─── Entries supplied
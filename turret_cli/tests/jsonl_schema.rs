use assert_cmd::prelude::*;
use rstest::rstest;
use std::process::Command;
use tempfile::tempdir;

mod common;
use common::{write_trace, write_valid_config};

fn json_lines(stdout: &[u8]) -> Vec<serde_json::Value> {
    String::from_utf8_lossy(stdout)
        .lines()
        .filter(|l| !l.trim().is_empty())
        .map(|l| serde_json::from_str(l).unwrap_or_else(|e| panic!("bad JSON line {l:?}: {e}")))
        .collect()
}

#[rstest]
fn run_emits_one_line_per_tick_then_a_summary() {
    let dir = tempdir().unwrap();
    let cfg = write_valid_config(&dir);

    let mut cmd = Command::cargo_bin("turret_cli").unwrap();
    cmd.arg("--config")
        .arg(&cfg)
        .arg("--json")
        .arg("run")
        .arg("--ticks")
        .arg("3")
        .arg("--fire");

    let out = cmd.assert().success().get_output().stdout.clone();
    let lines = json_lines(&out);
    assert_eq!(lines.len(), 4, "3 ticks + summary");

    for (i, line) in lines[..3].iter().enumerate() {
        assert_eq!(line["tick"], (i + 1) as u64);
        assert_eq!(line["mode"], "hold");
        assert!(line["azimuth"]["target_ticks"].is_number());
        assert!(line["azimuth"]["commanded_ticks"].is_number());
        assert!(line["elevation"]["clamped"].is_boolean());
        assert!(line["flywheel"]["setpoint_rpm"].is_number());
        assert_eq!(line["shooting"], true);
    }
    // The simulated flywheel settles on the first command.
    assert_eq!(lines[0]["flywheel"]["at_speed"], true);
    assert_eq!(lines[0]["feeder"], "Feeding");
    assert_eq!(lines[0]["transfer"], "Firing");

    let summary = &lines[3]["summary"];
    assert_eq!(summary["ticks"], 3);
    assert_eq!(summary["stopped_by_shutdown"], false);
    assert_eq!(summary["feeder"], "Feeding");
}

#[rstest]
fn feeder_waits_for_speed_without_blocking_transfer() {
    let dir = tempdir().unwrap();
    let cfg = write_valid_config(&dir);
    let text = std::fs::read_to_string(&cfg)
        .unwrap()
        .replace("flywheel_response = 1.0", "flywheel_response = 0.5");
    std::fs::write(&cfg, text).unwrap();

    let mut cmd = Command::cargo_bin("turret_cli").unwrap();
    cmd.arg("--config")
        .arg(&cfg)
        .arg("--json")
        .arg("run")
        .arg("--ticks")
        .arg("1")
        .arg("--fire");

    let out = cmd.assert().success().get_output().stdout.clone();
    let lines = json_lines(&out);
    assert_eq!(lines[0]["flywheel"]["at_speed"], false);
    assert_eq!(lines[0]["feeder"], "Cannot fire: not at speed");
    assert_eq!(lines[0]["feeding"], false);
    assert_eq!(lines[0]["transfer"], "Firing");
}

#[rstest]
fn auto_run_reports_vision_validity() {
    let dir = tempdir().unwrap();
    let cfg = write_valid_config(&dir);
    let trace = write_trace(&dir, &["false,0.0,0.0,0.0", "true,3.0,1.0,25.0"]);

    let mut cmd = Command::cargo_bin("turret_cli").unwrap();
    cmd.arg("--config")
        .arg(&cfg)
        .arg("--json")
        .arg("run")
        .arg("--ticks")
        .arg("2")
        .arg("--auto")
        .arg("--vision-trace")
        .arg(&trace);

    let out = cmd.assert().success().get_output().stdout.clone();
    let lines = json_lines(&out);
    assert_eq!(lines[0]["mode"], "auto");
    assert_eq!(lines[0]["vision_valid"], false);
    assert_eq!(lines[0]["azimuth"]["target_ticks"], 0.0);
    assert_eq!(lines[1]["vision_valid"], true);
    assert_eq!(lines[1]["azimuth"]["target_ticks"], 300.0);
    assert_eq!(lines[1]["elevation"]["target_ticks"], 100.0);
}
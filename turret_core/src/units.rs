//! Conversion between physical units and actuator native units.
//!
//! `convert` is the single primitive: it rescales a value expressed in
//! `from` units per cycle into `to` units per cycle. Degrees use 360 per
//! revolution, RPM uses 600 per "revolution per 100 ms", encoders use their
//! ticks-per-revolution.

use thiserror::Error;

/// Degrees in one revolution.
pub const DEG_PER_REV: f64 = 360.0;
/// RPM equivalent of one revolution per 100 ms sampling period.
pub const RPM_PER_REV_PER_100MS: f64 = 600.0;

#[derive(Debug, Error, Clone, Copy, PartialEq, Eq)]
pub enum UnitError {
    #[error("division by zero: source units per cycle must be non-zero")]
    DivisionByZero,
    #[error("non-finite conversion factor")]
    NonFinite,
}

/// `value * to_units_per_cycle / from_units_per_cycle`.
#[inline]
pub fn convert(
    value: f64,
    from_units_per_cycle: f64,
    to_units_per_cycle: f64,
) -> Result<f64, UnitError> {
    if from_units_per_cycle == 0.0 {
        return Err(UnitError::DivisionByZero);
    }
    Ok(value * to_units_per_cycle / from_units_per_cycle)
}

/// Validated degree/tick scale for a geared position axis.
///
/// `gear_ratio` is turret revolutions per motor revolution, so one turret
/// degree is `ticks_per_rev / 360 / gear_ratio` encoder ticks.
#[derive(Debug, Clone, Copy, PartialEq)]
pub struct GearedScale {
    ticks_per_turret_deg: f64,
}

impl GearedScale {
    /// Fails for zero or non-finite gearing; checked once at build time so the
    /// per-tick conversions below are total.
    pub fn new(ticks_per_revolution: f64, gear_ratio: f64) -> Result<Self, UnitError> {
        let ticks_per_motor_deg = convert(1.0, DEG_PER_REV, ticks_per_revolution)?;
        let ticks_per_turret_deg = convert(ticks_per_motor_deg, gear_ratio, 1.0)?;
        if !ticks_per_turret_deg.is_finite() || ticks_per_turret_deg == 0.0 {
            return Err(UnitError::NonFinite);
        }
        Ok(Self {
            ticks_per_turret_deg,
        })
    }

    #[inline]
    pub fn deg_to_ticks(&self, turret_deg: f64) -> f64 {
        turret_deg * self.ticks_per_turret_deg
    }

    #[inline]
    pub fn ticks_to_deg(&self, ticks: f64) -> f64 {
        ticks / self.ticks_per_turret_deg
    }
}

#[cfg(test)]
mod tests {
    use super::*;

    #[test]
    fn convert_rescales() {
        assert_eq!(convert(90.0, 360.0, 4096.0).unwrap(), 1024.0);
        assert_eq!(convert(600.0, 600.0, 2048.0).unwrap(), 2048.0);
    }

    #[test]
    fn convert_rejects_zero_base() {
        assert_eq!(convert(1.0, 0.0, 10.0), Err(UnitError::DivisionByZero));
    }

    #[test]
    fn geared_scale_matches_motor_then_gear_path() {
        // 4096 ticks/rev, turret turns 1/10 of the motor
        let s = GearedScale::new(4096.0, 0.1).unwrap();
        let expected = convert(30.0, 360.0, 4096.0).unwrap() / 0.1;
        assert!((s.deg_to_ticks(30.0) - expected).abs() < 1e-9);
        assert!((s.ticks_to_deg(expected) - 30.0).abs() < 1e-9);
    }

    #[test]
    fn geared_scale_rejects_zero_gear_ratio() {
        assert_eq!(GearedScale::new(4096.0, 0.0), Err(UnitError::DivisionByZero));
        assert_eq!(GearedScale::new(0.0, 1.0), Err(UnitError::NonFinite));
        assert_eq!(GearedScale::new(4096.0, f64::NAN), Err(UnitError::NonFinite));
    }
}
──────
**Task description:** Reproduce all of the data. Leave every line unchanged.

**Response to the exercise:**
filename turret_cli/tests/jsonl_schema.rs
use assert_cmd::prelude::*;
use rstest::rstest;
use std::process::Command;
use tempfile::tempdir;

mod common;
use common::{write_trace, write_valid_config};

fn json_lines(stdout: &[u8]) -> Vec<serde_json::Value> {
    String::from_utf8_lossy(stdout)
        .lines()
        .filter(|l| !l.trim().is_empty())
        .map(|l| serde_json::from_str(l).unwrap_or_else(|e| panic!("bad JSON line {l:?}: {e}")))
        .collect()
}

#[rstest]
fn run_emits_one_line_per_tick_then_a_summary() {
    let dir = tempdir().unwrap();
    let cfg = write_valid_config(&dir);

    let mut cmd = Command::cargo_bin("turret_cli").unwrap();
    cmd.arg("--config")
        .arg(&cfg)
        .arg("--json")
        .arg("run")
        .arg("--ticks")
        .arg("3")
        .arg("--fire");

    let out = cmd.assert().success().get_output().stdout.clone();
    let lines = json_lines(&out);
    assert_eq!(lines.len(), 4, "3 ticks + summary");

    for (i, line) in lines[..3].iter().enumerate() {
        assert_eq!(line["tick"], (i + 1) as u64);
        assert_eq!(line["mode"], "hold");
        assert!(line["azimuth"]["target_ticks"].is_number());
        assert!(line["azimuth"]["commanded_ticks"].is_number());
        assert!(line["elevation"]["clamped"].is_boolean());
        assert!(line["flywheel"]["setpoint_rpm"].is_number());
        assert_eq!(line["shooting"], true);
    }
    // The simulated flywheel settles on the first command.
    assert_eq!(lines[0]["flywheel"]["at_speed"], true);
    assert_eq!(lines[0]["feeder"], "Feeding");
    assert_eq!(lines[0]["transfer"], "Firing");

    let summary = &lines[3]["summary"];
    assert_eq!(summary["ticks"], 3);
    assert_eq!(summary["stopped_by_shutdown"], false);
    assert_eq!(summary["feeder"], "Feeding");
}

#[rstest]
fn feeder_waits_for_speed_without_blocking_transfer() {
    let dir = tempdir().unwrap();
    let cfg = write_valid_config(&dir);
    let text = std::fs::read_to_string(&cfg)
        .unwrap()
        .replace("flywheel_response = 1.0", "flywheel_response = 0.5");
    std::fs::write(&cfg, text).unwrap();

    let mut cmd = Command::cargo_bin("turret_cli").unwrap();
    cmd.arg("--config")
        .arg(&cfg)
        .arg("--json")
        .arg("run")
        .arg("--ticks")
        .arg("1")
        .arg("--fire");

    let out = cmd.assert().success().get_output().stdout.clone();
    let lines = json_lines(&out);
    assert_eq!(lines[0]["flywheel"]["at_speed"], false);
    assert_eq!(lines[0]["feeder"], "Cannot fire: not at speed");
    assert_eq!(lines[0]["feeding"], false);
    assert_eq!(lines[0]["transfer"], "Firing");
}

#[rstest]
fn auto_run_reports_vision_validity() {
    let dir = tempdir().unwrap();
    let cfg = write_valid_config(&dir);
    let trace = write_trace(&dir, &["false,0.0,0.0,0.0", "true,3.0,1.0,25.0"]);

    let mut cmd = Command::cargo_bin("turret_cli").unwrap();
    cmd.arg("--config")
        .arg(&cfg)
        .arg("--json")
        .arg("run")
        .arg("--ticks")
        .arg("2")
        .arg("--auto")
        .arg("--vision-trace")
        .arg(&trace);

    let out = cmd.assert().success().get_output().stdout.clone();
    let lines = json_lines(&out);
    assert_eq!(lines[0]["mode"], "auto");
    assert_eq!(lines[0]["vision_valid"], false);
    assert_eq!(lines[0]["azimuth"]["target_ticks"], 0.0);
    assert_eq!(lines[1]["vision_valid"], true);
    assert_eq!(lines[1]["azimuth"]["target_ticks"], 300.0);
    assert_eq!(lines[1]["elevation"]["target_ticks"], 100.0);
}
filename turret_core/src/units.rs
//! Conversion between physical units and actuator native units.
//!
//! `convert` is the single primitive: it rescales a value expressed in
//! `from` units per cycle into `to` units per cycle. Degrees use 360 per
//! revolution, RPM uses 600 per "revolution per 100 ms", encoders use their
//! ticks-per-revolution.

use thiserror::Error;

/// Degrees in one revolution.
pub const DEG_PER_REV: f64 = 360.0;
/// RPM equivalent of one revolution per 100 ms sampling period.
pub const RPM_PER_REV_PER_100MS: f64 = 600.0;

#[derive(Debug, Error, Clone, Copy, PartialEq, Eq)]
pub enum UnitError {
    #[error("division by zero: source units per cycle must be non-zero")]
    DivisionByZero,
    #[error("non-finite conversion factor")]
    NonFinite,
}

/// `value * to_units_per_cycle / from_units_per_cycle`.
#[inline]
pub fn convert(
    value: f64,
    from_units_per_cycle: f64,
    to_units_per_cycle: f64,
) -> Result<f64, UnitError> {
    if from_units_per_cycle == 0.0 {
        return Err(UnitError::DivisionByZero);
    }
    Ok(value * to_units_per_cycle / from_units_per_cycle)
}

/// Validated degree/tick scale for a geared position axis.
///
/// `gear_ratio` is turret revolutions per motor revolution, so one turret
/// degree is `ticks_per_rev / 360 / gear_ratio` encoder ticks.
#[derive(Debug, Clone, Copy, PartialEq)]
pub struct GearedScale {
    ticks_per_turret_deg: f64,
}

impl GearedScale {
    /// Fails for zero or non-finite gearing; checked once at build time so the
    /// per-tick conversions below are total.
    pub fn new(ticks_per_revolution: f64, gear_ratio: f64) -> Result<Self, UnitError> {
        let ticks_per_motor_deg = convert(1.0, DEG_PER_REV, ticks_per_revolution)?;
        let ticks_per_turret_deg = convert(ticks_per_motor_deg, gear_ratio, 1.0)?;
        if !ticks_per_turret_deg.is_finite() || ticks_per_turret_deg == 0.0 {
            return Err(UnitError::NonFinite);
        }
        Ok(Self {
            ticks_per_turret_deg,
        })
    }

    #[inline]
    pub fn deg_to_ticks(&self, turret_deg: f64) -> f64 {
        turret_deg * self.ticks_per_turret_deg
    }

    #[inline]
    pub fn ticks_to_deg(&self, ticks: f64) -> f64 {
        ticks / self.ticks_per_turret_deg
    }
}

#[cfg(test)]
mod tests {
    use super::*;

    #[test]
    fn convert_rescales() {
        assert_eq!(convert(90.0, 360.0, 4096.0).unwrap(), 1024.0);
        assert_eq!(convert(600.0, 600.0, 2048.0).unwrap(), 2048.0);
    }

    #[test]
    fn convert_rejects_zero_base() {
        assert_eq!(convert(1.0, 0.0, 10.0), Err(UnitError::DivisionByZero));
    }

    #[test]
    fn geared_scale_matches_motor_then_gear_path() {
        // 4096 ticks/rev, turret turns 1/10 of the motor
        let s = GearedScale::new(4096.0, 0.1).unwrap();
        let expected = convert(30.0, 360.0, 4096.0).unwrap() / 0.1;
        assert!((s.deg_to_ticks(30.0) - expected).abs() < 1e-9);
        assert!((s.ticks_to_deg(expected) - 30.0).abs() < 1e-9);
    }

    #[test]
    fn geared_scale_rejects_zero_gear_ratio() {
        assert_eq!(GearedScale::new(4096.0, 0.0), Err(UnitError::DivisionByZero));
        assert_eq!(GearedScale::new(0.0, 1.0), Err(UnitError::NonFinite));
        assert_eq!(GearedScale::new(4096.0, f64::NAN), Err(UnitError::NonFinite));
    }
}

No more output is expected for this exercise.